=== ASSIGNMENT ===
Among the entries below, copy every line that carries the word "filename".

=== DATA EXCERPTS ===
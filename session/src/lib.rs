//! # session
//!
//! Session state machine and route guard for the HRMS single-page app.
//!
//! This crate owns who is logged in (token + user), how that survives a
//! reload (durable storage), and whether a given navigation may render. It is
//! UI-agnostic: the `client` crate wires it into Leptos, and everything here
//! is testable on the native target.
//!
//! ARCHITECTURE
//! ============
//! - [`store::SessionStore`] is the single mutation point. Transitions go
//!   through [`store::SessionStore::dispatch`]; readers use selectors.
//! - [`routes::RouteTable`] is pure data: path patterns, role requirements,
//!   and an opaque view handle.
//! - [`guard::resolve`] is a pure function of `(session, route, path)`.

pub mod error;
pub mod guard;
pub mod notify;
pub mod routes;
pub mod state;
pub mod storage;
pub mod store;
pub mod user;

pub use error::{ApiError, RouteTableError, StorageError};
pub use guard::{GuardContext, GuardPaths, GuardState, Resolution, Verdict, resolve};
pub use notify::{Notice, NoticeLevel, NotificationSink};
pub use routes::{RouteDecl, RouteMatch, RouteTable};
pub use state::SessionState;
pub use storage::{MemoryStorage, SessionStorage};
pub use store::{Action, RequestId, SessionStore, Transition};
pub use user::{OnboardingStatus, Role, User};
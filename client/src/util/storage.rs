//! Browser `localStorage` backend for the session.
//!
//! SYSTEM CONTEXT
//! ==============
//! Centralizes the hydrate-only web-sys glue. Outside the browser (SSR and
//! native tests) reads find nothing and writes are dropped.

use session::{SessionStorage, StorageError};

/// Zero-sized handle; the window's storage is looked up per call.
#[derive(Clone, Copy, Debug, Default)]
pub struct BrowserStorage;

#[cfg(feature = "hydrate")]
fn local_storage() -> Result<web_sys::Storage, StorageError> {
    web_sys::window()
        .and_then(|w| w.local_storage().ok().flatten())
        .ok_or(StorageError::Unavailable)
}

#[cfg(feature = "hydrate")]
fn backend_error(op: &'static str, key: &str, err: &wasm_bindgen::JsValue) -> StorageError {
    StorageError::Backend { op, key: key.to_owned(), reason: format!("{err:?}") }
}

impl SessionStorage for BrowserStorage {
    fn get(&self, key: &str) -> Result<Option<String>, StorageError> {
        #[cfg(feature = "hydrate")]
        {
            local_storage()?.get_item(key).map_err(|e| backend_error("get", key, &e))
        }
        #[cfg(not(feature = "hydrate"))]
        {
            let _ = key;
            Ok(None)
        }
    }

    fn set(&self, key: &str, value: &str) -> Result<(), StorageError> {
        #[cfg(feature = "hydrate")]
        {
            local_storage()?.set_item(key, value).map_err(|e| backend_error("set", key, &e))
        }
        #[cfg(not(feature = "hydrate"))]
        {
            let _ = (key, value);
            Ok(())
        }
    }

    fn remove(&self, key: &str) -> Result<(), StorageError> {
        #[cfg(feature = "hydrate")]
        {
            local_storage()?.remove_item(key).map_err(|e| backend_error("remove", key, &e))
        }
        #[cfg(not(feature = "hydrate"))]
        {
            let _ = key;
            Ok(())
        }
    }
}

* * *

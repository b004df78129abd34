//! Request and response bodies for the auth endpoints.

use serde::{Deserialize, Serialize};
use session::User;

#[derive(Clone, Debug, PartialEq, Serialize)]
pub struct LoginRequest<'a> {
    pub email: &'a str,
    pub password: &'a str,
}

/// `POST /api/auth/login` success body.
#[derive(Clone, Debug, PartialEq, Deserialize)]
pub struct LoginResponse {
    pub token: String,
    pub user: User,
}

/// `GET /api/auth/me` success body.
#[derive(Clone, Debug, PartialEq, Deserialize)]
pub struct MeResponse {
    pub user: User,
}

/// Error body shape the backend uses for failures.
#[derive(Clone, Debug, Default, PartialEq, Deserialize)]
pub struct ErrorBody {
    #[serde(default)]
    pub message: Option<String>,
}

=== EXERCISE RESPONSE ===
filename session/src/lib.rs
filename client/src/util/storage.rs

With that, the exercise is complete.